I continued pursuing my dream of becoming a professional triathlete for the next two years. 2012 was a similarly epic and tough experience that only Wildflower has but it wasn’t the best year of preparation and health. Although I won my age group again, I finished 11th overall and wasn’t able to qualify for the pro card with a top 3 finish. After learning from a lot of the mistakes I made in 2011 and 2012, I put a plan together for 2013 and was more focused than ever to try again at Wildflower. As the gun went off for the 2013 edition of Wildflower, however, I did not get off to a great start. I had my poorest swim in the three years I had done this race, and wasn’t feeling great on the bike either. Doubts crept into my head, telling me that I would never turn pro. To be honest, the fear of not being good enough has always haunted me. I have my supportive friends but the few people that say “it’s too hard, you can’t do it,” always sound louder to me. Those voices would constantly come in and out during the bike but I was able to block it out as the race still had a long way to go. Once I got off the bike, I did some calculations and I knew my projected time was probably not going to be good enough. The pessimistic little voice in my head shouting “you’ll never get your pro card” got louder and louder. I was struggling big time on the run, but a hill came up in the trail, and something inside me just said “Forget those doubters, and forget the pro card, just own this hill, own this race, at least give your absolute best and just shut up and run!” So that’s what I did. I went into a different zip code of the pain cave and I stayed there. I was so exhausted that I could barely shout “Gatorade” or “water” as I passed through aid stations. The 13.1 miles finally came to an end as I collapsed through the finish line. I had never pushed myself that hard.

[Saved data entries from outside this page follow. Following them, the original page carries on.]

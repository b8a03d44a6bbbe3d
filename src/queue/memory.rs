use std::collections::{HashMap, VecDeque};
use std::sync::{Mutex, MutexGuard};
use std::time::Duration;

use async_trait::async_trait;
use tokio::sync::Notify;

use crate::models::{DlqEntry, QueueEntry};

use super::{InFlight, QueueBackend, QueueError, QueueStats, Requeue};

#[derive(Default)]
struct State {
    pending: VecDeque<QueueEntry>,
    processing: Vec<String>,
    in_flight: HashMap<String, InFlight>,
    delayed: Vec<(i64, QueueEntry)>,
    /// Serialized like the Redis backend so replay sees the same rows.
    dlq: VecDeque<String>,
}

impl State {
    fn occupancy(&self) -> usize {
        self.pending.len() + self.delayed.len() + self.in_flight.len()
    }

    fn take_in_flight(&mut self, token: &str) -> Option<InFlight> {
        let claimed = self.in_flight.remove(token)?;
        self.processing.retain(|t| t != token);
        Some(claimed)
    }
}

/// Single-process queue for tests and deployments without Redis.
#[derive(Default)]
pub struct MemoryQueue {
    state: Mutex<State>,
    notify: Notify,
}

impl MemoryQueue {
    pub fn new() -> Self {
        Self::default()
    }

    fn lock(&self) -> MutexGuard<'_, State> {
        self.state.lock().unwrap_or_else(|poisoned| poisoned.into_inner())
    }

    /// Append a raw row to the DLQ, bypassing the in-flight bookkeeping.
    pub fn push_dlq_raw(&self, raw: impl Into<String>) {
        self.lock().dlq.push_back(raw.into());
    }
}

#[async_trait]
impl QueueBackend for MemoryQueue {
    async fn push_pending(&self, entry: &QueueEntry, max: usize) -> Result<bool, QueueError> {
        {
            let mut state = self.lock();
            if state.occupancy() >= max {
                return Ok(false);
            }
            state.pending.push_back(entry.clone());
        }
        self.notify.notify_one();
        Ok(true)
    }

    async fn claim(&self, now_ms: i64) -> Result<Option<QueueEntry>, QueueError> {
        let mut state = self.lock();
        let Some(entry) = state.pending.pop_front() else {
            return Ok(None);
        };
        state.processing.push(entry.token.clone());
        state.in_flight.insert(
            entry.token.clone(),
            InFlight {
                entry: entry.clone(),
                claimed_at: now_ms,
            },
        );
        Ok(Some(entry))
    }

    async fn in_flight_entry(&self, token: &str) -> Result<Option<InFlight>, QueueError> {
        Ok(self.lock().in_flight.get(token).cloned())
    }

    async fn complete(&self, token: &str) -> Result<bool, QueueError> {
        Ok(self.lock().take_in_flight(token).is_some())
    }

    async fn retry_later(&self, token: &str, entry: &QueueEntry, ready_at_ms: i64) -> Result<bool, QueueError> {
        let mut state = self.lock();
        if state.take_in_flight(token).is_none() {
            return Ok(false);
        }
        state.delayed.push((ready_at_ms, entry.clone()));
        Ok(true)
    }

    async fn dead_letter(&self, token: &str, dlq: &DlqEntry) -> Result<bool, QueueError> {
        let raw = serde_json::to_string(dlq)?;
        let mut state = self.lock();
        if state.take_in_flight(token).is_none() {
            return Ok(false);
        }
        state.dlq.push_back(raw);
        Ok(true)
    }

    async fn promote_due(&self, now_ms: i64, limit: usize) -> Result<usize, QueueError> {
        let moved = {
            let mut state = self.lock();
            state.delayed.sort_by_key(|(ready_at, _)| *ready_at);
            let due = state
                .delayed
                .iter()
                .take_while(|(ready_at, _)| *ready_at <= now_ms)
                .count()
                .min(limit);
            let promoted: Vec<_> = state.delayed.drain(..due).collect();
            for (_, entry) in promoted {
                state.pending.push_back(entry);
            }
            due
        };
        if moved > 0 {
            self.notify.notify_waiters();
        }
        Ok(moved)
    }

    async fn in_flight(&self) -> Result<Vec<InFlight>, QueueError> {
        Ok(self.lock().in_flight.values().cloned().collect())
    }

    async fn stats(&self) -> Result<QueueStats, QueueError> {
        let state = self.lock();
        Ok(QueueStats {
            pending: state.pending.len(),
            processing: state.processing.len(),
            in_flight: state.in_flight.len(),
            delayed: state.delayed.len(),
            dlq: state.dlq.len(),
            max_size: 0,
        })
    }

    async fn dlq_range(&self, offset: usize, limit: usize) -> Result<Vec<String>, QueueError> {
        Ok(self.lock().dlq.iter().skip(offset).take(limit).cloned().collect())
    }

    async fn dlq_requeue(&self, raw: &str, entry: &QueueEntry, max: usize) -> Result<Requeue, QueueError> {
        {
            let mut state = self.lock();
            if state.occupancy() >= max {
                return Ok(Requeue::CapacityBlocked);
            }
            let Some(pos) = state.dlq.iter().position(|row| row == raw) else {
                return Ok(Requeue::Missing);
            };
            state.dlq.remove(pos);
            state.pending.push_back(entry.clone());
        }
        self.notify.notify_one();
        Ok(Requeue::Requeued)
    }

    async fn dlq_trim_oldest(&self, n: usize) -> Result<usize, QueueError> {
        let mut state = self.lock();
        let removed = n.min(state.dlq.len());
        state.dlq.drain(..removed);
        Ok(removed)
    }

    async fn wait_for_work(&self, max: Duration) {
        let _ = tokio::time::timeout(max, self.notify.notified()).await;
    }
}
mod common;

use std::sync::atomic::{AtomicBool, Ordering};
use std::sync::Arc;

use axum::body::Body;
use axum::http::{Request, StatusCode};
use metrics_exporter_prometheus::PrometheusBuilder;
use tower::ServiceExt;

use common::*;
use polycopy::api::router::create_router;
use polycopy::config::AppConfig;
use polycopy::db::{IntentStore, MemoryIntentStore};
use polycopy::models::Side;
use polycopy::queue::{JobQueue, MemoryQueue, QueueSettings};
use polycopy::AppState;

fn test_state(api_token: Option<&str>) -> AppState {
    let mut config = AppConfig::for_tests();
    config.api_token = api_token.map(String::from);

    AppState {
        db: None,
        config,
        queue: JobQueue::new(Arc::new(MemoryQueue::new()), QueueSettings::default()),
        intents: Arc::new(MemoryIntentStore::new()),
        // a detached recorder: installing the global one twice in one process panics
        metrics_handle: PrometheusBuilder::new().build_recorder().handle(),
        pause_flag: Arc::new(AtomicBool::new(false)),
        listener_state: None,
    }
}

async fn call(app: axum::Router, method: &str, uri: &str, token: Option<&str>) -> (StatusCode, serde_json::Value) {
    let mut req = Request::builder().method(method).uri(uri);
    if let Some(token) = token {
        req = req.header("authorization", format!("Bearer {token}"));
    }
    let resp = app.oneshot(req.body(Body::empty()).unwrap()).await.unwrap();
    let status = resp.status();
    let body = axum::body::to_bytes(resp.into_body(), usize::MAX).await.unwrap();
    let json = serde_json::from_slice(&body).unwrap_or(serde_json::Value::Null);
    (status, json)
}

#[tokio::test]
async fn test_health_reports_memory_backends() {
    let app = create_router(test_state(None));

    let (status, json) = call(app, "GET", "/health", None).await;

    assert_eq!(status, StatusCode::OK);
    assert_eq!(json["status"], "healthy");
    assert_eq!(json["db"], "memory");
    assert_eq!(json["queue"], "connected");
    assert_eq!(json["settlementListener"], "disabled");
}

#[tokio::test]
async fn test_queue_stats_and_dlq() {
    let state = test_state(None);
    state.queue.enqueue(intent(Side::Buy, "10", "0.5")).await.unwrap();
    state.queue.enqueue(intent(Side::Buy, "10", "0.5")).await.unwrap();
    let claimed = state.queue.claim(std::time::Duration::from_millis(50)).await.unwrap().unwrap();
    state.queue.fail_permanently(&claimed.token, "FATAL_EXECUTION_ERROR", None).await.unwrap();
    let app = create_router(state);

    let (status, json) = call(app.clone(), "GET", "/api/queue/stats", None).await;
    assert_eq!(status, StatusCode::OK);
    assert_eq!(json["pending"], 1);
    assert_eq!(json["inFlight"], 0);
    assert_eq!(json["dlq"], 1);
    assert_eq!(json["maxSize"], 5000);

    let (status, json) = call(app.clone(), "GET", "/api/queue/dlq?limit=10", None).await;
    assert_eq!(status, StatusCode::OK);
    let rows = json.as_array().unwrap();
    assert_eq!(rows.len(), 1);
    assert_eq!(rows[0]["index"], 0);
    assert!(rows[0]["entry"].is_object());

    let (status, json) = call(app, "GET", "/api/queue/dlq?limit=0", None).await;
    assert_eq!(status, StatusCode::BAD_REQUEST);
    assert_eq!(json["success"], false);
}

#[tokio::test]
async fn test_intent_detail() {
    let state = test_state(None);
    let copy = intent(Side::Sell, "12", "0.6");
    state.intents.insert(&copy).await.unwrap();
    let app = create_router(state);

    let (status, json) = call(app.clone(), "GET", &format!("/api/intents/{}", copy.idempotency_key), None).await;
    assert_eq!(status, StatusCode::OK);
    assert_eq!(json["status"], "PENDING");
    assert_eq!(json["copy_side"], "SELL");

    let (status, _) = call(app, "GET", "/api/intents/unknown", None).await;
    assert_eq!(status, StatusCode::NOT_FOUND);
}

#[tokio::test]
async fn test_pause_resume_and_status() {
    let state = test_state(None);
    let flag = state.pause_flag.clone();
    let app = create_router(state);

    let (status, json) = call(app.clone(), "POST", "/api/control/pause", None).await;
    assert_eq!(status, StatusCode::OK);
    assert_eq!(json["status"], "paused");
    assert!(flag.load(Ordering::Relaxed));

    let (_, json) = call(app.clone(), "GET", "/api/control/status", None).await;
    assert_eq!(json["paused"], true);
    assert_eq!(json["mode"], "dry_run");
    assert_eq!(json["queue"]["pending"], 0);

    let (status, json) = call(app, "POST", "/api/control/resume", None).await;
    assert_eq!(status, StatusCode::OK);
    assert_eq!(json["status"], "running");
    assert!(!flag.load(Ordering::Relaxed));
}

#[tokio::test]
async fn test_api_token_guards_protected_routes_only() {
    let app = create_router(test_state(Some("s3cret")));

    let (status, _) = call(app.clone(), "GET", "/api/queue/stats", None).await;
    assert_eq!(status, StatusCode::UNAUTHORIZED);

    let (status, _) = call(app.clone(), "POST", "/api/control/pause", Some("wrong")).await;
    assert_eq!(status, StatusCode::UNAUTHORIZED);

    let (status, _) = call(app.clone(), "GET", "/api/queue/stats", Some("s3cret")).await;
    assert_eq!(status, StatusCode::OK);

    let (status, _) = call(app, "GET", "/health", None).await;
    assert_eq!(status, StatusCode::OK);
}

#[tokio::test]
async fn test_metrics_endpoint_renders_text() {
    let app = create_router(test_state(None));

    let resp = app
        .oneshot(Request::builder().uri("/metrics").body(Body::empty()).unwrap())
        .await
        .unwrap();

    assert_eq!(resp.status(), StatusCode::OK);
    assert_eq!(resp.headers()["content-type"], "text/plain; version=0.0.4");
}
use std::collections::HashMap;

use async_trait::async_trait;
use redis::aio::ConnectionManager;
use redis::Script;
use serde::Deserialize;

use crate::models::{DlqEntry, QueueEntry};

use super::{InFlight, QueueBackend, QueueError, QueueStats, Requeue};

pub const DEFAULT_PREFIX: &str = "copytrading:supervisor:";

// KEYS: pending, in-flight, delayed. ARGV: raw entry, max.
const PUSH_PENDING: &str = r#"
local occupancy = redis.call('LLEN', KEYS[1]) + redis.call('HLEN', KEYS[2]) + redis.call('ZCARD', KEYS[3])
if occupancy >= tonumber(ARGV[2]) then
    return 0
end
redis.call('RPUSH', KEYS[1], ARGV[1])
return 1
"#;

// KEYS: pending, processing, in-flight. ARGV: now ms.
const CLAIM: &str = r#"
local raw = redis.call('LPOP', KEYS[1])
if not raw then
    return false
end
local entry = cjson.decode(raw)
redis.call('RPUSH', KEYS[2], raw)
redis.call('HSET', KEYS[3], entry.token, cjson.encode({claimedAt = tonumber(ARGV[1]), raw = raw}))
return raw
"#;

// KEYS: in-flight, processing. ARGV: token.
const COMPLETE: &str = r#"
local record = redis.call('HGET', KEYS[1], ARGV[1])
if not record then
    return 0
end
redis.call('LREM', KEYS[2], 1, cjson.decode(record).raw)
redis.call('HDEL', KEYS[1], ARGV[1])
return 1
"#;

// KEYS: in-flight, processing, destination. ARGV: token, new raw, score (zset only).
// The destination is a zset when a score is given, otherwise a list.
const MOVE_IN_FLIGHT: &str = r#"
local record = redis.call('HGET', KEYS[1], ARGV[1])
if not record then
    return 0
end
redis.call('LREM', KEYS[2], 1, cjson.decode(record).raw)
redis.call('HDEL', KEYS[1], ARGV[1])
if ARGV[3] then
    redis.call('ZADD', KEYS[3], ARGV[3], ARGV[2])
else
    redis.call('RPUSH', KEYS[3], ARGV[2])
end
return 1
"#;

// KEYS: delayed, pending. ARGV: now ms, limit.
const PROMOTE_DUE: &str = r#"
local due = redis.call('ZRANGEBYSCORE', KEYS[1], '-inf', ARGV[1], 'LIMIT', 0, tonumber(ARGV[2]))
for _, raw in ipairs(due) do
    redis.call('ZREM', KEYS[1], raw)
    redis.call('RPUSH', KEYS[2], raw)
end
return #due
"#;

// KEYS: pending, in-flight, delayed, dlq. ARGV: dlq row, new raw, max.
// 1 requeued, 0 row gone, -1 over capacity.
const DLQ_REQUEUE: &str = r#"
local occupancy = redis.call('LLEN', KEYS[1]) + redis.call('HLEN', KEYS[2]) + redis.call('ZCARD', KEYS[3])
if occupancy >= tonumber(ARGV[3]) then
    return -1
end
if redis.call('LREM', KEYS[4], 1, ARGV[1]) == 0 then
    return 0
end
redis.call('RPUSH', KEYS[1], ARGV[2])
return 1
"#;

// KEYS: dlq. ARGV: n.
const DLQ_TRIM: &str = r#"
local size = redis.call('LLEN', KEYS[1])
local n = math.min(size, tonumber(ARGV[1]))
if n <= 0 then
    return 0
end
if n >= size then
    redis.call('DEL', KEYS[1])
else
    redis.call('LTRIM', KEYS[1], n, -1)
end
return n
"#;

#[derive(Deserialize)]
#[serde(rename_all = "camelCase")]
struct ClaimRecord {
    claimed_at: i64,
    raw: String,
}

impl ClaimRecord {
    fn into_in_flight(self) -> Result<InFlight, QueueError> {
        Ok(InFlight {
            entry: serde_json::from_str(&self.raw)?,
            claimed_at: self.claimed_at,
        })
    }
}

#[derive(Debug, Clone)]
pub struct QueueKeys {
    pub pending: String,
    pub processing: String,
    pub in_flight: String,
    pub delayed: String,
    pub dlq: String,
}

impl QueueKeys {
    pub fn new(prefix: &str) -> Self {
        let base = format!("{prefix}queue");
        Self {
            processing: format!("{base}:processing"),
            in_flight: format!("{base}:inflight"),
            delayed: format!("{base}:delayed"),
            dlq: format!("{base}:dlq"),
            pending: base,
        }
    }
}

/// Redis-backed queue. Every move between partitions runs as one Lua script.
#[derive(Clone)]
pub struct RedisQueue {
    conn: ConnectionManager,
    keys: QueueKeys,
    push_pending: Script,
    claim: Script,
    complete: Script,
    move_in_flight: Script,
    promote_due: Script,
    dlq_requeue: Script,
    dlq_trim: Script,
}

impl RedisQueue {
    pub async fn connect(url: &str, prefix: &str) -> Result<Self, QueueError> {
        let client = redis::Client::open(url)?;
        let conn = ConnectionManager::new(client).await?;
        tracing::info!(prefix, "Connected to Redis queue");
        Ok(Self::with_connection(conn, prefix))
    }

    pub fn with_connection(conn: ConnectionManager, prefix: &str) -> Self {
        Self {
            conn,
            keys: QueueKeys::new(prefix),
            push_pending: Script::new(PUSH_PENDING),
            claim: Script::new(CLAIM),
            complete: Script::new(COMPLETE),
            move_in_flight: Script::new(MOVE_IN_FLIGHT),
            promote_due: Script::new(PROMOTE_DUE),
            dlq_requeue: Script::new(DLQ_REQUEUE),
            dlq_trim: Script::new(DLQ_TRIM),
        }
    }

    pub fn keys(&self) -> &QueueKeys {
        &self.keys
    }

    /// Delete every partition. Tests only ever point this at a scratch prefix.
    pub async fn reset(&self) -> Result<(), QueueError> {
        let mut conn = self.conn.clone();
        let k = &self.keys;
        let _: () = redis::cmd("DEL")
            .arg(&k.pending)
            .arg(&k.processing)
            .arg(&k.in_flight)
            .arg(&k.delayed)
            .arg(&k.dlq)
            .query_async(&mut conn)
            .await?;
        Ok(())
    }
}

#[async_trait]
impl QueueBackend for RedisQueue {
    async fn push_pending(&self, entry: &QueueEntry, max: usize) -> Result<bool, QueueError> {
        let raw = serde_json::to_string(entry)?;
        let mut conn = self.conn.clone();
        let pushed: i64 = self
            .push_pending
            .key(&self.keys.pending)
            .key(&self.keys.in_flight)
            .key(&self.keys.delayed)
            .arg(raw)
            .arg(max)
            .invoke_async(&mut conn)
            .await?;
        Ok(pushed == 1)
    }

    async fn claim(&self, now_ms: i64) -> Result<Option<QueueEntry>, QueueError> {
        let mut conn = self.conn.clone();
        let raw: Option<String> = self
            .claim
            .key(&self.keys.pending)
            .key(&self.keys.processing)
            .key(&self.keys.in_flight)
            .arg(now_ms)
            .invoke_async(&mut conn)
            .await?;
        match raw {
            Some(raw) => Ok(Some(serde_json::from_str(&raw)?)),
            None => Ok(None),
        }
    }

    async fn in_flight_entry(&self, token: &str) -> Result<Option<InFlight>, QueueError> {
        let mut conn = self.conn.clone();
        let record: Option<String> = redis::cmd("HGET")
            .arg(&self.keys.in_flight)
            .arg(token)
            .query_async(&mut conn)
            .await?;
        match record {
            Some(raw) => Ok(Some(serde_json::from_str::<ClaimRecord>(&raw)?.into_in_flight()?)),
            None => Ok(None),
        }
    }

    async fn complete(&self, token: &str) -> Result<bool, QueueError> {
        let mut conn = self.conn.clone();
        let removed: i64 = self
            .complete
            .key(&self.keys.in_flight)
            .key(&self.keys.processing)
            .arg(token)
            .invoke_async(&mut conn)
            .await?;
        Ok(removed == 1)
    }

    async fn retry_later(&self, token: &str, entry: &QueueEntry, ready_at_ms: i64) -> Result<bool, QueueError> {
        let raw = serde_json::to_string(entry)?;
        let mut conn = self.conn.clone();
        let moved: i64 = self
            .move_in_flight
            .key(&self.keys.in_flight)
            .key(&self.keys.processing)
            .key(&self.keys.delayed)
            .arg(token)
            .arg(raw)
            .arg(ready_at_ms)
            .invoke_async(&mut conn)
            .await?;
        Ok(moved == 1)
    }

    async fn dead_letter(&self, token: &str, dlq: &DlqEntry) -> Result<bool, QueueError> {
        let raw = serde_json::to_string(dlq)?;
        let mut conn = self.conn.clone();
        let moved: i64 = self
            .move_in_flight
            .key(&self.keys.in_flight)
            .key(&self.keys.processing)
            .key(&self.keys.dlq)
            .arg(token)
            .arg(raw)
            .invoke_async(&mut conn)
            .await?;
        Ok(moved == 1)
    }

    async fn promote_due(&self, now_ms: i64, limit: usize) -> Result<usize, QueueError> {
        let mut conn = self.conn.clone();
        let moved: usize = self
            .promote_due
            .key(&self.keys.delayed)
            .key(&self.keys.pending)
            .arg(now_ms)
            .arg(limit)
            .invoke_async(&mut conn)
            .await?;
        Ok(moved)
    }

    async fn in_flight(&self) -> Result<Vec<InFlight>, QueueError> {
        let mut conn = self.conn.clone();
        let records: HashMap<String, String> = redis::cmd("HGETALL")
            .arg(&self.keys.in_flight)
            .query_async(&mut conn)
            .await?;

        let mut claimed = Vec::with_capacity(records.len());
        for (token, raw) in records {
            match serde_json::from_str::<ClaimRecord>(&raw).map_err(QueueError::from).and_then(ClaimRecord::into_in_flight) {
                Ok(entry) => claimed.push(entry),
                Err(e) => tracing::warn!(token = %token, error = %e, "Skipping unreadable in-flight record"),
            }
        }
        Ok(claimed)
    }

    async fn stats(&self) -> Result<QueueStats, QueueError> {
        let mut conn = self.conn.clone();
        let k = &self.keys;
        let (pending, processing, in_flight, delayed, dlq): (usize, usize, usize, usize, usize) = redis::pipe()
            .cmd("LLEN")
            .arg(&k.pending)
            .cmd("LLEN")
            .arg(&k.processing)
            .cmd("HLEN")
            .arg(&k.in_flight)
            .cmd("ZCARD")
            .arg(&k.delayed)
            .cmd("LLEN")
            .arg(&k.dlq)
            .query_async(&mut conn)
            .await?;

        Ok(QueueStats {
            pending,
            processing,
            in_flight,
            delayed,
            dlq,
            max_size: 0,
        })
    }

    async fn dlq_range(&self, offset: usize, limit: usize) -> Result<Vec<String>, QueueError> {
        if limit == 0 {
            return Ok(Vec::new());
        }
        let mut conn = self.conn.clone();
        let rows: Vec<String> = redis::cmd("LRANGE")
            .arg(&self.keys.dlq)
            .arg(offset)
            .arg(offset + limit - 1)
            .query_async(&mut conn)
            .await?;
        Ok(rows)
    }

    async fn dlq_requeue(&self, raw: &str, entry: &QueueEntry, max: usize) -> Result<Requeue, QueueError> {
        let new_raw = serde_json::to_string(entry)?;
        let mut conn = self.conn.clone();
        let k = &self.keys;
        let result: i64 = self
            .dlq_requeue
            .key(&k.pending)
            .key(&k.in_flight)
            .key(&k.delayed)
            .key(&k.dlq)
            .arg(raw)
            .arg(new_raw)
            .arg(max)
            .invoke_async(&mut conn)
            .await?;
        Ok(match result {
            1 => Requeue::Requeued,
            -1 => Requeue::CapacityBlocked,
            _ => Requeue::Missing,
        })
    }

    async fn dlq_trim_oldest(&self, n: usize) -> Result<usize, QueueError> {
        let mut conn = self.conn.clone();
        let removed: usize = self.dlq_trim.key(&self.keys.dlq).arg(n).invoke_async(&mut conn).await?;
        Ok(removed)
    }
}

To my surprise, I finished 3rd in the Open Category and I miraculously qualified for my pro card. I couldn’t believe it! Turns out, it was record hot that day with slower times than usual. As I sat on that boat ride again with my Dad, realizing that I finally accomplished my goal, I told my dad, “This is just the beginning”. And it was. Since then, I graduated from UCLA and have also completed a Master’s degree in Mechanical Engineering from Stanford, but I’ve delayed leaping immediately into the corporate world to pursue my dream job as a professional triathlete. I’ve been racing professionally now for just over a year, and have gotten top 10 results at a number of 70.3 races, something that I never thought would be possible just three years ago. I truly believe that had I chosen a different race in 2011 other than Wildflower, I wouldn’t be the same triathlete and person that I am today. I don’t know where my triathlon journey will take me, but I’m excited for the future. One thing for sure is that I will always return to Wildflower in the first weekend of May, as the race holds a special place in my heart.
To many more epic races, Vive Le Wildflower Triathlon!